Nella Circolare viene infine opportunamente chiarito come la condizione di cui all'art. 10 c. 2 D.Lgs. 13/2024 non sia in alcun modo riferibile ai soci delle società eventualmente interessate al CPB, i quali non dovranno pertanto rispettare i parametri della soglia limite.
La controversa questione sulla cessione d'azienda
La Circolare si è espressa anche in merito alla controversa questione riguardante la cessione d'azienda come causa di esclusione per l'accesso al CPB.
L'art. 11 c. 1 lett. b-quater) D.Lgs. 13/2024 prevede, infatti, l'esclusione dalla procedura degli enti e delle società che, nel primo anno cui si riferisce la proposta di concordato, risultino interessati «da operazioni di fusione, scissione, conferimento», senza tuttavia specificare se la cessione di azienda rientri nel novero di tali operazioni straordinarie.
L'Agenzia, per risolvere il quesito, ha fornito la propria interpretazione riguardo alle motivazioni che sarebbero alla base di una simile scelta legislativa: la causa di esclusione di cui alla lett. b-quater sarebbe stata prevista nella consapevolezza che gli accadimenti citati dalla disposizione siano destinati a determinare il venire meno del diretto collegamento tra la proposta di concordato, predisposta nei confronti di una società avente determinate caratteristiche, e la diversa capacità reddituale conseguente all'assetto economico scaturito dall'operazione straordinaria.
Tanto premesso, all'Agenzia apparirebbe coerente con la ratio della norma assumere che «anche nel caso in cui sia effettuata una cessione di ramo d'azienda ricorra una causa di esclusione dal CPB, attesi i molteplici punti in comune tra la cessione di ramo d'azienda e il conferimento».
La soluzione prospettata nella Circolare non sembra però condivisibile, in quanto per nulla corrispondente al tenore letterale della disposizione: il fatto che il conferimento d'azienda presenti delle affinità con la cessione della stessa, infatti, non giustifica un'interpretazione analogica come quella operata dall'Agenzia, soprattutto se considerato che i due istituti differiscono per l'elemento (tutt'altro che marginale) del corrispettivo.
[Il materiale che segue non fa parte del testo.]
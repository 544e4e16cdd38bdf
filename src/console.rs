/*
    Terminal front end. Stands in for the window of the desktop version: a prompt line, an interval
        "text box" that starts at 10 and two start buttons (all/natural) plus exit.
*/

use std::{
    io::{BufRead, Write},
    str::FromStr,
};

use log::{error, info};

use crate::{
    config,
    error::{NoteAppError, Result},
    interval::{configure_interval, seconds_text},
    note_set::NoteSet,
    sequencer::NoteDisplay,
    sequencing_daemon::SequencingDaemon,
};

const HELP: &str = "Commands:
  all                 start with all notes (sharps and flats included)
  natural             start with natural notes only
  interval <seconds>  set the time between notes
  stop                stop the current run
  help                show this list
  exit                quit";

#[derive(Debug, Clone, PartialEq, Eq)]
pub enum ConsoleCommand {
    Start(NoteSet),
    // Raw text, validated only when a run starts
    Interval(String),
    Stop,
    Help,
    Exit,
}

impl FromStr for ConsoleCommand {
    type Err = NoteAppError;

    fn from_str(s: &str) -> Result<Self> {
        let line = s.trim();
        let (head, rest) = match line.split_once(char::is_whitespace) {
            Some((head, rest)) => (head, rest.trim()),
            None => (line, ""),
        };

        match head.to_lowercase().as_str() {
            "interval" | "i" => Ok(ConsoleCommand::Interval(rest.to_string())),
            "stop" | "s" => Ok(ConsoleCommand::Stop),
            "help" | "h" | "?" => Ok(ConsoleCommand::Help),
            "exit" | "quit" | "q" => Ok(ConsoleCommand::Exit),
            other => other.parse::<NoteSet>()
                .map(ConsoleCommand::Start)
                .map_err(|_| NoteAppError::UnknownCommand(line.to_string())),
        }
    }
}

// Whatever can run a note sequence for the console
pub trait RunControl {
    fn start_run(&mut self, notes: Vec<String>, interval_ms: u64) -> Result<()>;
    fn stop_run(&mut self) -> Result<()>;
}

impl RunControl for SequencingDaemon {
    fn start_run(&mut self, notes: Vec<String>, interval_ms: u64) -> Result<()> {
        SequencingDaemon::start_run(self, notes, interval_ms)
    }

    fn stop_run(&mut self) -> Result<()> {
        SequencingDaemon::stop_run(self)
    }
}

// Prints notes as they come, runs on the sequencing thread
pub struct ConsoleDisplay<W: Write> {
    out: W,
}

impl<W: Write> ConsoleDisplay<W> {
    pub fn new(out: W) -> ConsoleDisplay<W> {
        ConsoleDisplay { out }
    }

    fn show(&mut self, text: &str) {
        if let Err(e) = writeln!(self.out, "{}", text).and_then(|_| self.out.flush()) {
            error!("Failed to display '{}': {}", text, e);
        }
    }
}

impl<W: Write> NoteDisplay for ConsoleDisplay<W> {
    fn on_note_revealed(&mut self, note: &str) {
        self.show(note);
    }

    fn on_sequence_completed(&mut self) {
        self.show(config::COMPLETION_MESSAGE);
    }
}

pub struct Console<C: RunControl> {
    control: C,
    interval_text: String,
}

impl<C: RunControl> Console<C> {
    pub fn new(control: C, interval_text: String) -> Console<C> {
        Console { control, interval_text }
    }

    // Interval text is re-read on every start, like pressing a button next to the text box
    pub fn start_run(&mut self, note_set: NoteSet) -> Result<()> {
        let interval_ms = configure_interval(&self.interval_text);
        info!("Starting {} every {} s", note_set, seconds_text(interval_ms));
        self.control.start_run(note_set.to_vec(), interval_ms)
    }

    // Returns false on exit
    pub fn execute(&mut self, command: ConsoleCommand, out: &mut impl Write) -> Result<bool> {
        match command {
            ConsoleCommand::Start(note_set) => self.start_run(note_set)?,
            ConsoleCommand::Interval(text) => {
                writeln!(out, "Interval: {} seconds", seconds_text(configure_interval(&text)))?;
                self.interval_text = text;
            }
            ConsoleCommand::Stop => self.control.stop_run()?,
            ConsoleCommand::Help => writeln!(out, "{}", HELP)?,
            ConsoleCommand::Exit => return Ok(false),
        }
        Ok(true)
    }

    /*
        Prints the prompt, then starts the initial run if one was picked up front. In that order:
            the first note is printed from the sequencing thread and must land below the prompt.
    */
    pub fn begin(&mut self, initial: Option<NoteSet>, out: &mut impl Write) -> Result<()> {
        writeln!(out, "{}", config::START_PROMPT)?;
        writeln!(out, "Interval: {} seconds (type 'help' for commands)", seconds_text(configure_interval(&self.interval_text)))?;
        out.flush()?;

        match initial {
            Some(note_set) => self.start_run(note_set),
            None => Ok(()),
        }
    }

    /*
        Reads commands line by line until exit or end of input. Unknown commands are reported
            and skipped, anything else that fails ends the session.
    */
    pub fn run(&mut self, input: impl BufRead, out: &mut impl Write) -> Result<()> {
        for line in input.lines() {
            let line = line?;
            if line.trim().is_empty() {
                continue;
            }

            match line.parse::<ConsoleCommand>() {
                Ok(command) => {
                    if !self.execute(command, &mut *out)? {
                        break;
                    }
                }
                Err(e) => writeln!(out, "{}", e)?,
            }
        }

        self.control.stop_run()
    }

    pub fn into_control(self) -> C {
        self.control
    }
}
use std::io;

use clap::Parser;
use log::{info, LevelFilter};
use simple_logger::SimpleLogger;

use random_notes::{
    config,
    console::{Console, ConsoleDisplay},
    error::Result,
    note_set::NoteSet,
    sequencing_daemon::SequencingDaemon,
};

/// Shows the notes of a scale one at a time in random order, for ear training.
#[derive(Parser, Debug)]
#[command(version, about)]
struct Args {
    /// seconds between notes (anything that isn't a positive whole number means 10)
    #[arg(short, long, default_value_t = config::DEFAULT_INTERVAL_SECONDS.to_string())]
    interval: String,

    /// start a run right away: "natural" or "all"
    #[arg(short, long)]
    notes: Option<NoteSet>,

    /// off, error, warn, info, debug or trace
    #[arg(long)]
    log_level: Option<LevelFilter>,
}

fn main() -> Result<()> {
    let args = Args::parse();

    SimpleLogger::new()
        .with_level(args.log_level.unwrap_or(config::LOG_LEVEL))
        .init()?;

    // Notes are printed from the sequencing thread as the timer fires
    let daemon = SequencingDaemon::start(ConsoleDisplay::new(io::stdout()));
    let mut console = Console::new(daemon, args.interval);

    let mut out = io::stdout();
    console.begin(args.notes, &mut out)?;
    console.run(io::stdin().lock(), &mut out)?;

    info!("Exiting");
    console.into_control().shutdown()
}
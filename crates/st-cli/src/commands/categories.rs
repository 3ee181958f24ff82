//! Category management: mapping raw app names to categories and aliases.
//!
//! Categories are presentation metadata only; they never influence parsing
//! or reconstruction.

use std::io::Write;

use anyhow::Result;

use st_db::Database;

pub fn list<W: Write>(writer: &mut W, db: &Database) -> Result<()> {
    let categories = db.list_categories()?;
    if categories.is_empty() {
        writeln!(writer, "No categories defined.")?;
        return Ok(());
    }
    for mapping in categories {
        match mapping.alias {
            Some(alias) => writeln!(
                writer,
                "{}: {} (shown as {alias})",
                mapping.app_name, mapping.category
            )?,
            None => writeln!(writer, "{}: {}", mapping.app_name, mapping.category)?,
        }
    }
    Ok(())
}

pub fn set(db: &Database, app: &str, category: &str, alias: Option<&str>) -> Result<()> {
    db.set_category(app, category, alias)?;
    match alias {
        Some(alias) => println!("Categorized {app} as {category} (shown as {alias})."),
        None => println!("Categorized {app} as {category}."),
    }
    Ok(())
}

pub fn missing<W: Write>(writer: &mut W, db: &Database) -> Result<()> {
    let apps = db.uncategorized_apps()?;
    if apps.is_empty() {
        writeln!(writer, "All apps with recorded usage are categorized.")?;
        return Ok(());
    }
    writeln!(writer, "Uncategorized apps (most used first):")?;
    for app in apps {
        writeln!(writer, "- {app}")?;
    }
    Ok(())
}

#[cfg(test)]
mod tests {
    use super::*;

    use std::collections::BTreeMap;

    use chrono::NaiveDate;
    use st_core::Snapshot;

    fn snapshot(hour: u32, apps: &[(&str, i64)]) -> Snapshot {
        Snapshot {
            timestamp: NaiveDate::from_ymd_opt(2026, 2, 13)
                .unwrap()
                .and_hms_opt(hour, 0, 0)
                .unwrap(),
            apps: apps
                .iter()
                .map(|(app, seconds)| ((*app).to_string(), *seconds))
                .collect::<BTreeMap<_, _>>(),
        }
    }

    #[test]
    fn list_shows_alias_when_present() {
        let db = Database::open_in_memory().unwrap();
        db.set_category("Safari", "Browsing", Some("Web")).unwrap();
        db.set_category("Mail", "Communication", None).unwrap();

        let mut output = Vec::new();
        list(&mut output, &db).unwrap();
        let output = String::from_utf8(output).unwrap();
        assert_eq!(
            output,
            "Mail: Communication\nSafari: Browsing (shown as Web)\n"
        );
    }

    #[test]
    fn list_with_no_categories() {
        let db = Database::open_in_memory().unwrap();
        let mut output = Vec::new();
        list(&mut output, &db).unwrap();
        assert_eq!(
            String::from_utf8(output).unwrap(),
            "No categories defined.\n"
        );
    }

    #[test]
    fn missing_lists_uncategorized_by_usage() {
        let mut db = Database::open_in_memory().unwrap();
        let device = db.get_or_create_device("iPhone").unwrap();
        db.insert_snapshots(
            device,
            "a.txt",
            &[
                snapshot(10, &[("Safari", 0), ("Mail", 0)]),
                snapshot(11, &[("Safari", 100), ("Mail", 900)]),
            ],
        )
        .unwrap();
        db.rebuild_intervals(device).unwrap();

        let mut output = Vec::new();
        missing(&mut output, &db).unwrap();
        let output = String::from_utf8(output).unwrap();
        assert_eq!(
            output,
            "Uncategorized apps (most used first):\n- Mail\n- Safari\n"
        );
    }

    #[test]
    fn missing_when_everything_is_categorized() {
        let db = Database::open_in_memory().unwrap();
        let mut output = Vec::new();
        missing(&mut output, &db).unwrap();
        assert_eq!(
            String::from_utf8(output).unwrap(),
            "All apps with recorded usage are categorized.\n"
        );
    }
}
//! Free-text duration parsing.
//!
//! Converts human-readable composite durations like `"1h 30m"`, `"45 min"`,
//! or `"2h"` into a total number of seconds. Each unit token contributes
//! independently; absent units contribute zero.

use std::sync::LazyLock;

use regex::Regex;

static HOURS_RE: LazyLock<Regex> = LazyLock::new(|| Regex::new(r"(\d+)\s*h").unwrap());
static MINUTES_RE: LazyLock<Regex> = LazyLock::new(|| Regex::new(r"(\d+)\s*(?:m|min)").unwrap());
static SECONDS_RE: LazyLock<Regex> = LazyLock::new(|| Regex::new(r"(\d+)\s*(?:s|sec)").unwrap());

/// Parses a composite duration string into total seconds.
///
/// Unknown text around the unit tokens is ignored, so a string with no
/// recognizable units parses to `0`.
pub fn parse_duration(input: &str) -> i64 {
    let input = input.to_lowercase();
    let mut total = 0;

    if let Some(captures) = HOURS_RE.captures(&input) {
        total += captures[1].parse::<i64>().unwrap_or(0) * 3600;
    }
    if let Some(captures) = MINUTES_RE.captures(&input) {
        total += captures[1].parse::<i64>().unwrap_or(0) * 60;
    }
    if let Some(captures) = SECONDS_RE.captures(&input) {
        total += captures[1].parse::<i64>().unwrap_or(0);
    }

    total
}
Allo stesso modo, non può essere tralasciato come la pianificazione biennale alla base del concordato presupponga una certa costanza nella percezione del reddito da parte del contribuente, la quale potrebbe non essere garantita dalla perdita del cespite produttivo a fronte di un'entrata una tantum.
Nonostante tale indubbia esigenza di continuità, quella fornita dall'Agenzia resta comunque un'interpretazione che esula del tutto dal dettato legislativo e che, pertanto, dovrebbe essere rigettata.